À l’image de la dominante colorimétrique attribuée traditionnellement à leur tenue de travail, on ne peut objectivement pas dire que les équipes de la maternité de Kahani, dans leur ensemble, voient toujours la Vie en rose ! Du moins la situation actuelle, au regard de diverses problématiques nationales mais également locales qui perdurent, touchant le coeur même de la profession, en particulier les sages-femmes.
Sans pour autant introduire cet article de manière foncièrement pessimiste, il est tout de même important de rappeler que, officiellement depuis le 3 juillet 2023, les maternités de Dzoumogné et de Mramadoudou ont été mises hors fonction au motif principal d’une désertification médicale. L’afflux des naissances, lui, ne semble guère décroître, avec au total 5 722 accouchements répertoriés entre janvier et juin 2023, dont 1 311 rien que pour la Grande-Terre, hors agglomération Mamoudzou. Un complexe balancier pour lequel la direction du Centre hospitalier de Mayotte a donc tranché, en ce début d’été, concentrant son activité pré et post natale sur ses sites de Mamoudzou, de Dzaoudzi (Petite-Terre) et de Kahani.

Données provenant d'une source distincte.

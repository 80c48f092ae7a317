use axum::{
    extract::rejection::{JsonRejection, PathRejection, QueryRejection},
    http::StatusCode,
    response::{IntoResponse, Response},
    Json,
};
use serde_json::json;
use thiserror::Error;

use crate::auth::AuthError;
use crate::models::ValidationError;

/// Errors surfaced by the resource handlers
#[derive(Error, Debug)]
pub enum ApiError {
    #[error(transparent)]
    Validation(#[from] ValidationError),
    #[error("{0}")]
    BadRequest(String),
    #[error("{0} not found")]
    NotFound(&'static str),
    #[error(transparent)]
    Auth(#[from] AuthError),
    #[error("Internal server error")]
    Internal(#[from] anyhow::Error),
}

pub type ApiResult<T> = Result<T, ApiError>;

impl ApiError {
    pub fn status_code(&self) -> StatusCode {
        match self {
            ApiError::Validation(_) | ApiError::BadRequest(_) => StatusCode::BAD_REQUEST,
            ApiError::NotFound(_) => StatusCode::NOT_FOUND,
            ApiError::Auth(err) => err.status_code(),
            ApiError::Internal(_) => StatusCode::INTERNAL_SERVER_ERROR,
        }
    }
}

impl From<JsonRejection> for ApiError {
    fn from(rejection: JsonRejection) -> Self {
        ApiError::BadRequest(rejection.body_text())
    }
}

impl From<QueryRejection> for ApiError {
    fn from(rejection: QueryRejection) -> Self {
        ApiError::BadRequest(rejection.body_text())
    }
}

impl From<PathRejection> for ApiError {
    fn from(rejection: PathRejection) -> Self {
        ApiError::BadRequest(rejection.body_text())
    }
}

impl IntoResponse for ApiError {
    fn into_response(self) -> Response {
        let status = self.status_code();
        let (error, message) = match self {
            ApiError::Auth(err) => return err.into_response(),
            ApiError::Validation(err) => {
                let body = Json(json!({
                    "error": "validation_error",
                    "message": err.to_string(),
                    "field": err.field,
                }));
                return (status, body).into_response();
            }
            ApiError::BadRequest(message) => ("bad_request", message),
            ApiError::NotFound(resource) => ("not_found", format!("{resource} not found")),
            ApiError::Internal(err) => {
                tracing::error!("Request failed: {:#}", err);
                ("internal_error", "Internal server error".to_string())
            }
        };

        (status, Json(json!({ "error": error, "message": message }))).into_response()
    }
}

#[cfg(test)]
mod tests {
    use super::*;

    #[test]
    fn test_status_codes() {
        assert_eq!(
            ApiError::from(ValidationError::new("steps", "cannot be negative")).status_code(),
            StatusCode::BAD_REQUEST
        );
        assert_eq!(ApiError::NotFound("Workout").status_code(), StatusCode::NOT_FOUND);
        assert_eq!(
            ApiError::from(AuthError::InvalidToken).status_code(),
            StatusCode::UNAUTHORIZED
        );
        assert_eq!(
            ApiError::from(anyhow::anyhow!("connection reset")).status_code(),
            StatusCode::INTERNAL_SERVER_ERROR
        );
    }

    #[test]
    fn test_internal_details_stay_out_of_the_message() {
        let err = ApiError::from(anyhow::anyhow!("relation \"users\" does not exist"));
        assert_eq!(err.to_string(), "Internal server error");
    }
}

Etat des lieux chez les sages-femmes
Des suites des légitimes et conséquentes revendications, ayant soulevé d’importants mouvements sociaux, encore très récemment, le corps des sages-femmes, par le biais de l’Organisation nationale syndicale des sages-femmes (Onssf) et de l’Union nationale et syndicale des sages-femmes (Unssf) ont signé, il y a près de 3 semaines, un nouvel avenant visant une revalorisation significative à la fois de certaines de leurs responsabilités professionnelles mais également pécuniaires, en lien avec les actes et consultations. Une avancée notoire qui concerne principalement le milieu libéral mais qui ne pourra résoudre en un claquement de doigts la problématique de l’attractivité professionnelle dénoncée par pré-alertes répétées depuis ces dernières années; et d’autant plus dans le milieu public et hospitalier.
En effet, alors que d’autres professions se cassent la tête en période estivale, afin de jongler avec les plannings des nombreux départs en vacances, il n’est guère similaire motif pour nos maïeuticiennes qui se font de plus en plus en rares, tant sur les bancs de l’école (moyenne nationale de +20% de places non pourvues en 2ème année à la rentrée 2002*) que dans nos hôpitaux de France, de Navarre et de Mayotte… Ainsi, en plus d’un désamour parfaitement compréhensible au regard des diverses sollicitations chronophages qui dégradent considérablement les conditions de travail, ce sont également d’autres facteurs sur notre département qui ont conduit, en cet été 2023, à confirmer ce franchissement du seuil de plus de 80 postes de sages-femmes vacants sur un effectif public territorial qui se voudrait de 170 places. Cette triste réalité numéraire qui impacte, tel un cercle vicieux, la qualité de travail du personnels restant, la direction du CHM en a conscience et, en plus de faire appel régulier à des renforts nationaux réservistes — dans le cadre de missions sanitaires — étudie activement une stratégique politique de charme pour susciter et rebooster l’engouement hors et intra département** notamment à l’approche Grand-pas de cette rentrée 2023/2024.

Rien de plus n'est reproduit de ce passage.